Previous studies found that the effect of polygenic scores (PGS) on body mass index (BMI) is at least partly mediated through eating behaviours, and that PGS can mitigate or elevate the association of dietary intakes on BMI. However, this evidence has several limitations. For instance, there are few investigations in child populations or using longitudinal data. Also, the majority of PGS for BMI in studies of children are constructed from adult genome-wide association studies (GWAS) summary statistics, even though the genetic architecture of obesity may change throughout life. To address those limitations, the thesis has three specific objectives: 1) to measure the genetic susceptibility to obesity in children using two PGS derived from adults and children GWAS summary statistics, respectively, and compare their association with BMI and discrimination of obesity, 2) to determine the extent to which the association between adult- and child-derived PGS and BMI is mediated through eating behavioural traits (over-eating, fussy eating) assessed in early childhood, and 3) to estimate the association between preschool dietary (food and macronutrient) intakes and BMI (mean and change with age) displayed in childhood and identify the ability of adult- and child-derived PGS to modify those associations. The objectives are developed in three manuscripts. In the first manuscript, we showed that a PGS derived from adult summary statistics has a stronger association with BMI z-scores from 4 to 13 years, compared to a PGS derived from child summary statistics. Using longitudinal growth curve mediation analysis in the second manuscript, we observed that over-eating expressed from 2 to 6 years of age mediated the association between both PGS and BMI z-scores from 6 to 13 years of age.
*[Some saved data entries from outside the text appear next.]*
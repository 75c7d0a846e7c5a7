// src/parsers/slack.rs
// Slack parser — the exemplar per-app grammar (C6). Slack's message list is
// the hardest of the bunch: sender/timestamp are omitted on consecutive
// messages from the same author, dates live on separate sticky divider
// elements rather than on each message, and threads/reactions are nested
// subtrees rather than flat attributes.

use async_trait::async_trait;
use chrono::{DateTime, Local, NaiveDate};

use crate::accessibility::{Element, ElementHandle};
use crate::deadline::Deadline;
use crate::error::HarvesterError;
use crate::matcher::Matcher;
use crate::traversal::{self, TraversalConfig};

use super::common::{parse_reaction_label, resolve_timestamp, text_of};
use super::types::{
    AppKind, AppParser, ChannelType, ConversationRecord, MessageMetadata, MessageRecord,
    MessageType, ParseResult, Reaction,
};

pub struct SlackParser;

#[async_trait]
impl AppParser for SlackParser {
    fn app_kind(&self) -> AppKind {
        AppKind::Slack
    }

    async fn parse(
        &self,
        window: &ElementHandle,
        deadline: Deadline,
    ) -> Result<ParseResult, HarvesterError> {
        let mut warnings = Vec::new();

        let config = TraversalConfig::new().deadline(deadline);
        let channel_name = traversal::find_element(
            window.clone(),
            config.clone(),
            Matcher::has_attribute_equal_to("data-qa", "channel_name"),
        )
        .await?;
        let channel_name = match &channel_name {
            Some(el) => text_of(el).await?.unwrap_or_else(|| "unknown-channel".to_string()),
            None => {
                warnings.push("no channel_name element found".to_string());
                "unknown-channel".to_string()
            }
        };

        let channel_type = if channel_name.starts_with('#') {
            ChannelType::Channel
        } else {
            ChannelType::DirectMessage
        };

        // p-view_contents--primary: when its description is "Threads" this
        // window is showing the threads view, not a regular channel, and
        // has its own state machine (thread headers/footers splitting the
        // content-list into several conversations rather than one).
        let primary_view = traversal::find_element(
            window.clone(),
            config.clone(),
            Matcher::has_attribute_equal_to("data-qa", "view_contents_primary"),
        )
        .await?;
        let is_threads_view = match &primary_view {
            Some(el) => el.description().await?.as_deref() == Some("Threads"),
            None => false,
        };

        if is_threads_view {
            let (conversations, thread_warnings) =
                parse_threads_view(&window.clone(), &config, &channel_name, deadline).await?;
            warnings.extend(thread_warnings);
            return Ok(ParseResult {
                conversations,
                warnings,
                ..Default::default()
            });
        }

        let items = traversal::find_elements(
            window.clone(),
            config.clone(),
            Matcher::any(vec![
                Matcher::has_attribute_equal_to("data-qa", "virtual-list-item"),
                Matcher::has_attribute_equal_to("data-qa", "sticky_date_divider"),
            ]),
        )
        .await?;

        let (mut messages, mut participants, item_warnings) =
            parse_message_stream(&items, deadline).await?;
        warnings.extend(item_warnings);

        // Thread sidebar (§4.6 step 8): a second content-list under the
        // workspace wrapper whose description contains "Thread" is parsed
        // with the same message grammar and appended.
        if let Some(sidebar) = traversal::find_element(
            window.clone(),
            config.clone(),
            Matcher::all(vec![
                Matcher::has_subrole("content-list"),
                Matcher::has_attribute_substring("description", "Thread"),
            ]),
        )
        .await?
        {
            let sidebar_items = traversal::find_elements(
                sidebar,
                config.clone(),
                Matcher::has_attribute_equal_to("data-qa", "virtual-list-item"),
            )
            .await?;
            let (sidebar_messages, sidebar_participants, sidebar_warnings) =
                parse_message_stream(&sidebar_items, deadline).await?;
            messages.extend(sidebar_messages);
            participants.extend(sidebar_participants);
            warnings.extend(sidebar_warnings);
        }

        let conversation = ConversationRecord {
            app: AppKind::Slack,
            channel_type,
            channel_name,
            participants: participants.into_iter().collect(),
            messages,
        };

        Ok(ParseResult {
            conversations: vec![conversation],
            warnings,
            ..Default::default()
        })
    }
}

/// Walk a flat content-list stream of `sticky_date_divider` and
/// `virtual-list-item` children, resolving message units in order and
/// carrying the date divider and sender carry-over rules (§4.6 step 7).
async fn parse_message_stream(
    items: &[ElementHandle],
    deadline: Deadline,
) -> Result<(Vec<MessageRecord>, std::collections::BTreeSet<String>, Vec<String>), HarvesterError> {
    let mut current_date: Option<NaiveDate> = None;
    let mut last_sender: Option<String> = None;
    let mut messages = Vec::new();
    let mut participants = std::collections::BTreeSet::new();
    let mut warnings = Vec::new();

    for item in items {
        if deadline.has_passed() {
            warnings.push("deadline exceeded before channel fully parsed".to_string());
            break;
        }

        let kind = item.attribute("data-qa").await?;
        match kind.as_deref() {
            Some("sticky_date_divider") => {
                if let Some(label) = text_of(item).await? {
                    if let Some(parsed) = resolve_timestamp(&label) {
                        current_date = Some(parsed.date_naive());
                    } else {
                        warnings.push(format!("unparsed date divider: {label}"));
                    }
                }
            }
            Some("virtual-list-item") => {
                match parse_message_item(item, current_date, last_sender.clone(), deadline).await? {
                    Some(message) => {
                        last_sender = Some(message.sender.clone());
                        participants.insert(message.sender.clone());
                        messages.push(message);
                    }
                    None => warnings.push("message item missing content or timestamp".to_string()),
                }
            }
            _ => {}
        }
    }

    Ok((messages, participants, warnings))
}

/// The threads state machine (§4.6 step 5): iterate the content-list's
/// children, switching between `SearchingForHeader` and
/// `ProcessingMessages` on `threads_view_heading`/`threads_view_footer`
/// markers, emitting one `ConversationRecord` per closed thread.
///
/// Per §9's Open Question resolution, the last-seen sender/timestamp
/// carry-over (`parse_message_stream`'s `last_sender`) is reset for each
/// thread rather than carried across the whole threads view — each
/// thread gets its own fresh `parse_message_stream` call.
async fn parse_threads_view(
    window: &ElementHandle,
    config: &TraversalConfig,
    base_channel_name: &str,
    deadline: Deadline,
) -> Result<(Vec<ConversationRecord>, Vec<String>), HarvesterError> {
    #[derive(PartialEq)]
    enum State {
        SearchingForHeader,
        ProcessingMessages,
    }

    let content_list = traversal::find_element(window.clone(), config.clone(), Matcher::has_subrole("content-list"))
        .await?
        .unwrap_or_else(|| window.clone());
    let children = content_list.children(crate::accessibility::ChildRelation::Children).await?;

    let mut warnings = Vec::new();
    let mut conversations = Vec::new();
    let mut state = State::SearchingForHeader;
    let mut current_channel: Option<String> = None;
    let mut current_participants: Option<String> = None;
    let mut pending: Vec<ElementHandle> = Vec::new();

    for child in children {
        if deadline.has_passed() {
            warnings.push("deadline exceeded before threads view fully parsed".to_string());
            break;
        }
        let id = child.dom_identifier().await?.unwrap_or_default();

        if id.starts_with("threads_view_heading") {
            let grandchildren = child.children(crate::accessibility::ChildRelation::Children).await?;
            let channel = match grandchildren.first() {
                Some(el) => text_of(el).await?.unwrap_or_default(),
                None => String::new(),
            };
            let participants = match grandchildren.get(1) {
                Some(el) => text_of(el).await?.unwrap_or_default(),
                None => String::new(),
            };
            current_channel = Some(channel);
            current_participants = Some(participants);
            pending.clear();
            state = State::ProcessingMessages;
        } else if id.starts_with("threads_view_footer") {
            if state == State::ProcessingMessages {
                let (messages, participant_set, item_warnings) = parse_message_stream(&pending, deadline).await?;
                warnings.extend(item_warnings);
                let channel_name = match (&current_channel, &current_participants) {
                    (Some(ch), Some(who)) if !who.is_empty() => {
                        format!("{base_channel_name}, {ch} with {who}")
                    }
                    (Some(ch), _) => format!("{base_channel_name}, {ch}"),
                    _ => base_channel_name.to_string(),
                };
                conversations.push(ConversationRecord {
                    app: AppKind::Slack,
                    channel_type: ChannelType::Thread,
                    channel_name,
                    participants: participant_set.into_iter().collect(),
                    messages,
                });
            }
            pending.clear();
            current_channel = None;
            current_participants = None;
            state = State::SearchingForHeader;
        } else if state == State::ProcessingMessages {
            pending.push(child);
        }
    }

    // End-of-input flushes if still mid-thread (§4.6 step 5).
    if state == State::ProcessingMessages && !pending.is_empty() {
        let (messages, participant_set, item_warnings) = parse_message_stream(&pending, deadline).await?;
        warnings.extend(item_warnings);
        let channel_name = match (&current_channel, &current_participants) {
            (Some(ch), Some(who)) if !who.is_empty() => format!("{base_channel_name}, {ch} with {who}"),
            (Some(ch), _) => format!("{base_channel_name}, {ch}"),
            _ => base_channel_name.to_string(),
        };
        conversations.push(ConversationRecord {
            app: AppKind::Slack,
            channel_type: ChannelType::Thread,
            channel_name,
            participants: participant_set.into_iter().collect(),
            messages,
        });
    }

    Ok((conversations, warnings))
}

/// Parse one `virtual-list-item` subtree into a message.
///
/// `current_date` supplies the day for a bare time-of-day timestamp (e.g.
/// "2:41 PM"); `fallback_sender` supplies the author for a message whose
/// sender name Slack collapsed because it follows another from the same
/// person.
async fn parse_message_item(
    item: &ElementHandle,
    current_date: Option<NaiveDate>,
    fallback_sender: Option<String>,
    deadline: Deadline,
) -> Result<Option<MessageRecord>, HarvesterError> {
    let config = TraversalConfig::new().deadline(deadline);

    let sender_el = traversal::find_element(
        item.clone(),
        config.clone(),
        Matcher::has_attribute_equal_to("data-qa", "message_sender"),
    )
    .await?;
    let sender = match sender_el {
        Some(el) => text_of(&el).await?,
        None => None,
    }
    .or(fallback_sender);
    let Some(sender) = sender else {
        return Ok(None);
    };

    let timestamp_el = traversal::find_element(
        item.clone(),
        config.clone(),
        Matcher::has_attribute_equal_to("data-qa", "message_timestamp"),
    )
    .await?;
    let Some(timestamp_el) = timestamp_el else {
        return Ok(None);
    };
    let Some(raw_timestamp) = timestamp_el.attribute("data-ts-label").await?.or(text_of(&timestamp_el).await?) else {
        return Ok(None);
    };
    let timestamp = match resolve_timestamp_with_date(&raw_timestamp, current_date) {
        Some(ts) => ts,
        None => return Ok(None),
    };

    let content_el = traversal::find_element(
        item.clone(),
        config.clone(),
        Matcher::has_attribute_equal_to("data-qa", "message_content"),
    )
    .await?;
    let content = match content_el {
        Some(el) => text_of(&el).await?,
        None => None,
    };
    let Some(content) = content else {
        return Ok(None);
    };

    let reaction_pills = traversal::find_elements(
        item.clone(),
        config.clone(),
        Matcher::has_attribute_equal_to("data-qa", "reaction_pill"),
    )
    .await?;
    let mut reactions: Vec<Reaction> = Vec::new();
    for pill in &reaction_pills {
        if let Some(label) = pill.description().await? {
            if let Some(reaction) = parse_reaction_label(&label) {
                reactions.push(reaction);
            }
        }
    }

    let thread_el = traversal::find_element(
        item.clone(),
        config.clone(),
        Matcher::has_attribute_equal_to("data-qa", "reply_count"),
    )
    .await?;
    let (thread_id, reply_count) = match thread_el {
        Some(el) => {
            let label = text_of(&el).await?;
            let reply_count = label
                .as_deref()
                .and_then(|s| s.split_whitespace().next())
                .and_then(|s| s.parse::<u32>().ok());
            (Some(format!("thread:{}", item.dom_identifier().await?.unwrap_or_default())), reply_count)
        }
        None => (None, None),
    };

    let edited = item_has_edited_marker(item, &config).await?;

    Ok(Some(MessageRecord {
        sender,
        content,
        timestamp,
        message_type: MessageType::Text,
        metadata: MessageMetadata {
            thread_id,
            reply_count,
            reactions,
            edited,
            attachments: Vec::new(),
        },
    }))
}

async fn item_has_edited_marker(
    item: &ElementHandle,
    config: &TraversalConfig,
) -> Result<bool, HarvesterError> {
    let found = traversal::find_element(
        item.clone(),
        config.clone(),
        Matcher::has_attribute_equal_to("data-qa", "edited_label"),
    )
    .await?;
    Ok(found.is_some())
}

fn resolve_timestamp_with_date(raw: &str, current_date: Option<NaiveDate>) -> Option<DateTime<Local>> {
    if let Some(parsed) = resolve_timestamp(raw) {
        return Some(parsed);
    }
    let date = current_date?;
    let time = crate::dates::parse_app_timestamp(raw, Local::now())?;
    Some(date.and_time(time.time()).and_local_timezone(Local).single()?)
}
Notably, the proportion mediated by over-eating decreased as children grew older. Leveraging linear mixed effects models in the third manuscript, we showed that the association between specific dietary intakes (protein, lipid, and total energy) and BMI increased with the value of the adult-derived PGS, but not the child-derived PGS. Overall, this thesis sheds light on the underlying role of dietary habits in genetic susceptibility to obesity across childhood and teenage years.